→ Assignment: Narrow the data below down to the lines containing "RefreshRequired".

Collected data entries
"""

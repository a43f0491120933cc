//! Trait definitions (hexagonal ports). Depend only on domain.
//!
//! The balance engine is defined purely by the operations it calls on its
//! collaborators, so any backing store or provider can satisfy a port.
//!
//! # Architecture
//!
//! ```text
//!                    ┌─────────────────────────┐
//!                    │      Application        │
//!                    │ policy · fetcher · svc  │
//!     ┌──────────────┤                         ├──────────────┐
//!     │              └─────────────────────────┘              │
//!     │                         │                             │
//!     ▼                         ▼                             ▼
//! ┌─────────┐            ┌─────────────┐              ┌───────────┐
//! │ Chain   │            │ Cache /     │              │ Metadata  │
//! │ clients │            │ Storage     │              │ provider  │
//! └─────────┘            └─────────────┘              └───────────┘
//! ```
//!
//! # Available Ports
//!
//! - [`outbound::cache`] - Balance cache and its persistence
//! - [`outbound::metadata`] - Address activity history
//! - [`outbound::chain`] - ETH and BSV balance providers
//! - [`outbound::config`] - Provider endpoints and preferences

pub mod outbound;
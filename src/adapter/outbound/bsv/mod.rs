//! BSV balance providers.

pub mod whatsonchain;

"""
"""

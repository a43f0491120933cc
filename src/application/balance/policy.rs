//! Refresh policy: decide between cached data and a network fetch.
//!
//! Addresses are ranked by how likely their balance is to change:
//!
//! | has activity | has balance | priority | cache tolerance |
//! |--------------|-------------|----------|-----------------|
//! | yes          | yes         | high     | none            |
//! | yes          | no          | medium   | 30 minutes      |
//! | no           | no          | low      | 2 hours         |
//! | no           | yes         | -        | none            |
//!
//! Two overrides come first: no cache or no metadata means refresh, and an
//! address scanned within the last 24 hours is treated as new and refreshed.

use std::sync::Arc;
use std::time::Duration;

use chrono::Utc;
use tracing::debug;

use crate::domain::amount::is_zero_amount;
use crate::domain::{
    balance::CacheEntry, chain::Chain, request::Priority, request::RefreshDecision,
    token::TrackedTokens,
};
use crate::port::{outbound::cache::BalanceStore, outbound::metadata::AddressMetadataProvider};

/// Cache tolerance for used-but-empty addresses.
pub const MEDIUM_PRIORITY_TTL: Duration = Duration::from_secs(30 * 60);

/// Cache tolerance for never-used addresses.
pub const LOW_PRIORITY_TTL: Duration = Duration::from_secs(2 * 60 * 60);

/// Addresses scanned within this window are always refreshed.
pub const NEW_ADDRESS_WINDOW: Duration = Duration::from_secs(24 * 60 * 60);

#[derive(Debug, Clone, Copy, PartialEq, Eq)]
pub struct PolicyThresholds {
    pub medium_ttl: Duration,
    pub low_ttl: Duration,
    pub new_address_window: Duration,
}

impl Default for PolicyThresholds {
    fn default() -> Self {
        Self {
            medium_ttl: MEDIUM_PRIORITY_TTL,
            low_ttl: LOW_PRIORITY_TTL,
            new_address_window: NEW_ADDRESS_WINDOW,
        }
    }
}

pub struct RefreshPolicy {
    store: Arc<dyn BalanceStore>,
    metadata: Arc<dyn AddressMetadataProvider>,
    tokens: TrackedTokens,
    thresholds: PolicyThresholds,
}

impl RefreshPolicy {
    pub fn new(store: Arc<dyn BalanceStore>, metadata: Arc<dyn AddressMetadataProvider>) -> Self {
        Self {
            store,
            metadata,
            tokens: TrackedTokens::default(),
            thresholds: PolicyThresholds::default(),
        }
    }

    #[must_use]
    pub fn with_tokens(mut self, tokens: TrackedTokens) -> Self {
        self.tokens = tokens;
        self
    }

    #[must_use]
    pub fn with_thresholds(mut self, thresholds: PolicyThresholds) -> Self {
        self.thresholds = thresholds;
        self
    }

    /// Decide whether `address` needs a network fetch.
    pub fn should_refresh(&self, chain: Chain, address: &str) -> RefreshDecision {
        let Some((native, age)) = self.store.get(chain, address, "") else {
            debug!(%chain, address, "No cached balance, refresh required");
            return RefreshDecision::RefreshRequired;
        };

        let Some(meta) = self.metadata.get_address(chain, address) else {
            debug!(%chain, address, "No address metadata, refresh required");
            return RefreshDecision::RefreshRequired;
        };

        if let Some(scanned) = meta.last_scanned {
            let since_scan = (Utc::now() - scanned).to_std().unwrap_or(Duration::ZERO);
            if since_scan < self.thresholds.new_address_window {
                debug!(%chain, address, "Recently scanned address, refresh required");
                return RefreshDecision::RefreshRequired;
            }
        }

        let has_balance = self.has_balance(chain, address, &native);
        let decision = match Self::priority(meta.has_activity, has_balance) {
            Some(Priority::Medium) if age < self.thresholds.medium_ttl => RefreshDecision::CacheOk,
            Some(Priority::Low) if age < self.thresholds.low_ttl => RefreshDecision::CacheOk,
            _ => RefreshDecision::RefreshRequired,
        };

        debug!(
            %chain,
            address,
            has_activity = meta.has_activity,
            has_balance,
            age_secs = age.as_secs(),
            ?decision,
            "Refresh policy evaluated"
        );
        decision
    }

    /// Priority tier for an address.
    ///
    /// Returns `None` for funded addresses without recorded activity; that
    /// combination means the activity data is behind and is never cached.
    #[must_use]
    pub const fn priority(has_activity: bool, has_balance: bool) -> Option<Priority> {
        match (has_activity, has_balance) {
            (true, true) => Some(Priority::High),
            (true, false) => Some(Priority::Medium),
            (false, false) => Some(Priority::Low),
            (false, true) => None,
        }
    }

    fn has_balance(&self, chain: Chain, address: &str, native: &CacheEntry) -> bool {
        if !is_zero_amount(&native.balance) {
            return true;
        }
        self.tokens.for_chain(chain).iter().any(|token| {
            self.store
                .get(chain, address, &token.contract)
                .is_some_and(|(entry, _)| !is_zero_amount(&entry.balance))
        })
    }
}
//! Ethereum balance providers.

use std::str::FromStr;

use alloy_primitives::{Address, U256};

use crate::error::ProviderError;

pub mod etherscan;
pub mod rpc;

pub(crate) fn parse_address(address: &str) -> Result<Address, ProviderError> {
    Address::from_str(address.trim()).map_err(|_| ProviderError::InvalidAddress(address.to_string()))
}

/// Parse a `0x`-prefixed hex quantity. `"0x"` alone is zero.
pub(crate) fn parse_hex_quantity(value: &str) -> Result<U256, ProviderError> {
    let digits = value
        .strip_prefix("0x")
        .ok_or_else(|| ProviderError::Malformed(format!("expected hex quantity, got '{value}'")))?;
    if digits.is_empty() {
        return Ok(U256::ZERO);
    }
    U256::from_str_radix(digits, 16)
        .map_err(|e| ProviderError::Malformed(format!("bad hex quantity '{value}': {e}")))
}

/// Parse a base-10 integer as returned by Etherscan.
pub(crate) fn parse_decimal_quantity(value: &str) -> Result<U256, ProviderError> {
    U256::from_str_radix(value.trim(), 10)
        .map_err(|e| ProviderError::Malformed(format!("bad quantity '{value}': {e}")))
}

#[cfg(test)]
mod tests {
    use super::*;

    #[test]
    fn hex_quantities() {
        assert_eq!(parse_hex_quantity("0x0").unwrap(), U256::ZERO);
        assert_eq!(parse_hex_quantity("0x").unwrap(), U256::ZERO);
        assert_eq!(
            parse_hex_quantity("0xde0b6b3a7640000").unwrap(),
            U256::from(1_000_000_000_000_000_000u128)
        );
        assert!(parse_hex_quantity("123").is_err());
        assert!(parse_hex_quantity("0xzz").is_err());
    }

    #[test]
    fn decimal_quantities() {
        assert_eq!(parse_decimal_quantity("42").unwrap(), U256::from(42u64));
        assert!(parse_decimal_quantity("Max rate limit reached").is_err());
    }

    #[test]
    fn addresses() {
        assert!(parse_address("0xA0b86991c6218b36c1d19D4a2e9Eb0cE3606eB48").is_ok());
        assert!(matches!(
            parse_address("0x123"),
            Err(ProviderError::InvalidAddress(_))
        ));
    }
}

"""

→ Answer for the task:
            return RefreshDecision::RefreshRequired;
            return RefreshDecision::RefreshRequired;
                return RefreshDecision::RefreshRequired;
            _ => RefreshDecision::RefreshRequired,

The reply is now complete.